Élémentaire suit une jeune femme de feu partagée entre les attentes de sa famille et une rencontre qui remet en cause la vie qu’elle croyait devoir mener. Un film visuellement réussi, mais que j’ai trouvé interminable, prévisible et beaucoup trop appuyé dans tout ce qu’il raconte.
Avant de le voir, il faut avoir en tête que le film est très personnel pour Peter Sohn, inspiré par son enfance de fils d’immigrés coréens à New York. Pixar transforme cette expérience en une fable familiale et romantique où les éléments cohabitent, avec un important travail d’animation sur le feu, l’eau et leurs interactions. Visuellement ambitieux, donc. Narrativement, beaucoup moins.

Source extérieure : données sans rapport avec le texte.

//! Bracket nesting counters
//!
//! An opener is counted before it is yielded; a closer is uncounted only once
//! the scanner has moved past it. While a closer is the current token the
//! counter still shows the depth its opener was counted at, which is what
//! builders compare against their snapshot.

use serde::Serialize;

use crate::tokens::{BracketFamily, BracketRole, Token};

/// Four nesting counters. Unbalanced input may drive them negative.
#[derive(Debug, Clone, Copy, Default, PartialEq, Eq, Serialize)]
pub struct LevelState {
    pub parens: i32,
    pub curly: i32,
    pub square: i32,
    pub unified: i32,
}

impl LevelState {
    pub fn depth(&self, family: BracketFamily) -> i32 {
        match family {
            BracketFamily::Paren => self.parens,
            BracketFamily::Curly => self.curly,
            BracketFamily::Square => self.square,
        }
    }

    fn shift(&mut self, family: BracketFamily, delta: i32) {
        match family {
            BracketFamily::Paren => self.parens += delta,
            BracketFamily::Curly => self.curly += delta,
            BracketFamily::Square => self.square += delta,
        }
        self.unified += delta;
    }

    pub fn is_balanced(&self) -> bool {
        *self == LevelState::default()
    }
}

#[derive(Debug, Default)]
pub struct LevelTracker {
    state: LevelState,
    pending_close: Option<BracketFamily>,
}

impl LevelTracker {
    pub fn new() -> Self {
        Self::default()
    }

    /// Count `token` if it opens a bracket family.
    pub fn increment(&mut self, token: &Token) {
        if let Some((family, BracketRole::Open)) = token.kind.bracket() {
            self.state.shift(family, 1);
        }
    }

    /// Uncount `token` if it closes a bracket family.
    pub fn decrement(&mut self, token: &Token) {
        if let Some((family, BracketRole::Close)) = token.kind.bracket() {
            self.state.shift(family, -1);
        }
    }

    /// Move onto `token`: settle the previous closer, then count this opener.
    pub fn advance(&mut self, token: &Token) {
        self.settle();
        match token.kind.bracket() {
            Some((family, BracketRole::Open)) => self.state.shift(family, 1),
            Some((family, BracketRole::Close)) => self.pending_close = Some(family),
            None => {}
        }
    }

    /// Apply a closer that has been moved past.
    pub fn settle(&mut self) {
        if let Some(family) = self.pending_close.take() {
            self.state.shift(family, -1);
        }
    }

    pub fn state(&self) -> LevelState {
        self.state
    }

    pub fn depth(&self, family: BracketFamily) -> i32 {
        self.state.depth(family)
    }
}

#[cfg(test)]
mod tests {
    use super::*;
    use crate::tokens::TokenKind;

    fn tokens(text: &str) -> Vec<Token> {
        text.chars()
            .enumerate()
            .map(|(i, ch)| Token::new(TokenKind::from_char(ch), ch.to_string(), 1, i))
            .collect()
    }

    #[test]
    fn test_balanced_input_returns_to_zero() {
        let mut tracker = LevelTracker::new();
        for token in tokens("{([x])}{}") {
            tracker.advance(&token);
        }
        tracker.settle();
        assert!(tracker.state().is_balanced());
    }

    #[test]
    fn test_closer_keeps_opener_depth_while_current() {
        let mut tracker = LevelTracker::new();
        let stream = tokens("{{}}");
        let mut seen = Vec::new();
        for token in &stream {
            tracker.advance(token);
            seen.push(tracker.depth(BracketFamily::Curly));
        }
        assert_eq!(seen, vec![1, 2, 2, 1]);
    }

    #[test]
    fn test_unified_counts_all_families() {
        let mut tracker = LevelTracker::new();
        for token in tokens("([{") {
            tracker.advance(&token);
        }
        let state = tracker.state();
        assert_eq!((state.parens, state.square, state.curly), (1, 1, 1));
        assert_eq!(state.unified, 3);
    }

    #[test]
    fn test_unbalanced_goes_negative() {
        let mut tracker = LevelTracker::new();
        for token in tokens("))") {
            tracker.advance(&token);
        }
        tracker.settle();
        assert_eq!(tracker.depth(BracketFamily::Paren), -2);
        assert_eq!(tracker.state().unified, -2);
    }

    #[test]
    fn test_explicit_increment_decrement() {
        let mut tracker = LevelTracker::new();
        let open = Token::new(TokenKind::OpenSquare, "[", 1, 0);
        let close = Token::new(TokenKind::CloseSquare, "]", 1, 1);
        tracker.increment(&open);
        tracker.increment(&close);
        assert_eq!(tracker.depth(BracketFamily::Square), 1);
        tracker.decrement(&close);
        assert!(tracker.state().is_balanced());
    }
}
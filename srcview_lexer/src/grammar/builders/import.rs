//! Namespace import builder: `use A\B;`, `use function A\f as g;`,
//! `use A\{B, function c, const D as E,};`

use super::{Builder, BuilderState, CategoryHint, Feed, Verdict};
use crate::classifier::Category;
use crate::grammar::products::{ImportEntry, NamespaceImport};
use crate::scanner::LevelState;
use crate::symbols::SymbolKind;
use crate::tokens::{Token, TokenKind};

#[derive(Debug, Clone, Default)]
struct EntryDraft {
    kind: Option<SymbolKind>,
    name: String,
    alias: Option<String>,
    expecting_alias: bool,
}

#[derive(Debug, Clone)]
pub struct ImportBuilder {
    state: BuilderState,
    import: NamespaceImport,
    default_kind: SymbolKind,
    draft: EntryDraft,
    in_group: bool,
    saw_name: bool,
}

impl Default for ImportBuilder {
    fn default() -> Self {
        Self {
            state: BuilderState::Pending,
            import: NamespaceImport::default(),
            default_kind: SymbolKind::Class,
            draft: EntryDraft::default(),
            in_group: false,
            saw_name: false,
        }
    }
}

impl ImportBuilder {
    /// Top level, or directly inside a namespace body. Anywhere else `use` is
    /// a trait use or a closure capture list.
    pub fn verify(levels: &LevelState, active: Option<&Builder>, _buffer: &[Token]) -> Verdict {
        let valid = match active {
            None => levels.curly == 0,
            Some(builder) => builder.namespace_body_depth() == Some(levels.curly),
        };
        if valid {
            Verdict::Yes
        } else {
            Verdict::No
        }
    }

    pub fn new() -> Self {
        Self::default()
    }

    pub fn state(&self) -> BuilderState {
        self.state
    }

    pub fn import(&self) -> &NamespaceImport {
        &self.import
    }

    pub fn into_import(self) -> NamespaceImport {
        self.import
    }

    fn entry_kind(&self) -> SymbolKind {
        self.draft.kind.unwrap_or(self.default_kind)
    }

    /// Close the current entry. Empty entries (trailing commas) are dropped.
    fn push_entry(&mut self) {
        let draft = std::mem::take(&mut self.draft);
        let kind = draft.kind.unwrap_or(self.default_kind);
        let name = draft.name.trim();
        if name.is_empty() {
            return;
        }

        let full_name = match (&self.import.group_prefix, self.in_group) {
            (Some(prefix), true) => format!("{}\\{}", prefix, name),
            _ => name.to_string(),
        };
        self.import
            .entries
            .push(ImportEntry::new(kind, full_name, draft.alias));
    }

    fn symbol_keyword(&mut self, kind: SymbolKind) {
        if self.in_group && self.draft.name.is_empty() {
            self.draft.kind = Some(kind);
        } else if !self.in_group && !self.saw_name && self.import.entries.is_empty() {
            self.default_kind = kind;
        }
    }

    pub fn feed(&mut self, token: &Token) -> Feed {
        if self.state == BuilderState::Finished || token.is_trivia() {
            return Feed::default();
        }
        self.state = BuilderState::Building;

        match token.kind {
            TokenKind::Function => {
                self.symbol_keyword(SymbolKind::Function);
                Feed::default()
            }
            TokenKind::Const => {
                self.symbol_keyword(SymbolKind::Constant);
                Feed::default()
            }
            TokenKind::As => {
                self.draft.expecting_alias = true;
                Feed::default()
            }
            TokenKind::Identifier if self.draft.expecting_alias => {
                self.draft.alias = Some(token.text.clone());
                self.draft.expecting_alias = false;
                Feed::hinted(CategoryHint::category(Category::for_symbol(self.entry_kind())))
            }
            TokenKind::NsSeparator => {
                self.draft.name.push_str(&token.text);
                Feed::default()
            }
            kind if kind.is_name() => {
                self.draft.name.push_str(&token.text);
                self.saw_name = true;
                Feed::hinted(CategoryHint::qualified_name(Some(self.entry_kind())))
            }
            TokenKind::OpenCurly if !self.in_group => {
                let prefix = std::mem::take(&mut self.draft).name;
                self.import.group_prefix = Some(prefix.trim_end_matches('\\').to_string());
                self.in_group = true;
                Feed::default()
            }
            TokenKind::Comma => {
                self.push_entry();
                Feed::default()
            }
            TokenKind::CloseCurly if self.in_group => {
                self.push_entry();
                self.in_group = false;
                Feed::default()
            }
            TokenKind::Semicolon => {
                self.push_entry();
                self.state = BuilderState::Finished;
                Feed::done()
            }
            _ => Feed::default(),
        }
    }
}

#[cfg(test)]
mod tests {
    use super::*;

    /// Feed `use`-statement tokens (without the `use` keyword).
    fn feed_all(tokens: &[(TokenKind, &str)]) -> (ImportBuilder, Vec<Feed>) {
        let mut builder = ImportBuilder::new();
        let mut offset = 4;
        let feeds = tokens
            .iter()
            .map(|(kind, text)| {
                let token = Token::new(*kind, *text, 1, offset);
                offset += text.len();
                builder.feed(&token)
            })
            .collect();
        (builder, feeds)
    }

    #[test]
    fn test_grouped_import() {
        use TokenKind as K;
        let (builder, feeds) = feed_all(&[
            (K::Identifier, "Vendor"),
            (K::NsSeparator, "\\"),
            (K::OpenCurly, "{"),
            (K::Identifier, "ClassA"),
            (K::Comma, ","),
            (K::Whitespace, " "),
            (K::Identifier, "ClassB"),
            (K::Whitespace, " "),
            (K::As, "as"),
            (K::Whitespace, " "),
            (K::Identifier, "CB"),
            (K::CloseCurly, "}"),
            (K::Semicolon, ";"),
        ]);

        assert!(feeds.last().unwrap().is_done());
        assert_eq!(builder.state(), BuilderState::Finished);

        let import = builder.import();
        assert_eq!(import.group_prefix.as_deref(), Some("Vendor"));
        assert_eq!(
            import.entries,
            vec![
                ImportEntry::new(SymbolKind::Class, "Vendor\\ClassA", None),
                ImportEntry::new(SymbolKind::Class, "Vendor\\ClassB", Some("CB".to_string())),
            ]
        );
        assert_eq!(feeds[10].hint, Some(CategoryHint::category(Category::ClassName)));
    }

    #[test]
    fn test_trailing_comma_and_per_entry_kinds() {
        use TokenKind as K;
        let (builder, _) = feed_all(&[
            (K::NameQualified, "Lib\\Util"),
            (K::NsSeparator, "\\"),
            (K::OpenCurly, "{"),
            (K::Function, "function"),
            (K::Identifier, "helper"),
            (K::Comma, ","),
            (K::Const, "const"),
            (K::Identifier, "LIMIT"),
            (K::Comma, ","),
            (K::CloseCurly, "}"),
            (K::Semicolon, ";"),
        ]);

        let entries = &builder.import().entries;
        assert_eq!(entries.len(), 2);
        assert_eq!(entries[0], ImportEntry::new(SymbolKind::Function, "Lib\\Util\\helper", None));
        assert_eq!(entries[1], ImportEntry::new(SymbolKind::Constant, "Lib\\Util\\LIMIT", None));
    }

    #[test]
    fn test_declaration_wide_kind() {
        use TokenKind as K;
        let (builder, feeds) = feed_all(&[
            (K::Function, "function"),
            (K::NameQualified, "App\\format"),
            (K::Comma, ","),
            (K::NameQualified, "App\\parse"),
            (K::Semicolon, ";"),
        ]);

        assert!(builder
            .import()
            .entries
            .iter()
            .all(|e| e.kind == SymbolKind::Function));
        assert_eq!(
            feeds[1].hint,
            Some(CategoryHint::qualified_name(Some(SymbolKind::Function)))
        );
    }

    #[test]
    fn test_unterminated_import_never_finishes() {
        use TokenKind as K;
        let (builder, feeds) = feed_all(&[(K::NameQualified, "App\\User"), (K::Whitespace, "\n")]);
        assert!(feeds.iter().all(|f| !f.is_done()));
        assert_eq!(builder.state(), BuilderState::Building);
        assert!(builder.import().entries.is_empty());
    }

    #[test]
    fn test_verify_positions() {
        let top = LevelState::default();
        let nested = LevelState {
            curly: 1,
            unified: 1,
            ..LevelState::default()
        };
        assert_eq!(ImportBuilder::verify(&top, None, &[]), Verdict::Yes);
        assert_eq!(ImportBuilder::verify(&nested, None, &[]), Verdict::No);
    }
}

J’ai passé un mauvais moment devant Élémentaire. L’intrigue est prévisible, le scénario inégal et la progression laborieuse. Les personnages reformulent sans cesse les mêmes enjeux et les mêmes émotions, comme si le spectateur risquait d’oublier ce qu’on venait de lui expliquer trente secondes plus tôt. L’humour, fondé sur une avalanche de jeux de mots élémentaires, au sens malheureusement littéral, m’a aussi paru particulièrement lourd. Quant aux personnages secondaires et à l’univers, ils restent largement sous-exploités.
Le film gagne malgré tout quelques points grâce à son animation. Certains passages ressemblent à une démonstration technique de ce que Pixar sait encore accomplir, et le résultat est parfois impressionnant. Mais derrière cette beauté, j’ai trouvé l’ensemble particulièrement creux. Je ne me suis attaché ni aux personnages, ni à leur relation, ni à des enjeux qui évoluent selon les besoins d’un scénario avançant sans véritable direction. Le film m’a paru interminable, alors qu’il dure moins de deux heures.
Élémentaire cherche pourtant à parler d’immigration, d’héritage familial, de pression parentale, de préjugés, d’intégration et de choix de vie. Il défend aussi l’idée que respecter ses origines ne signifie pas sacrifier sa propre identité. Les thèmes sont riches sur le papier, mais tellement soulignés, répétés et simplifiés qu’ils finissent par perdre une grande partie de leur force.
Au final, Élémentaire ressemble à une belle démonstration technique greffée sur une histoire trop prévisible, trop bavarde et trop scolaire. Un film visuellement réussi, mais narrativement plat, émotionnellement creux et incapable de donner une véritable force à des thèmes pourtant intéressants.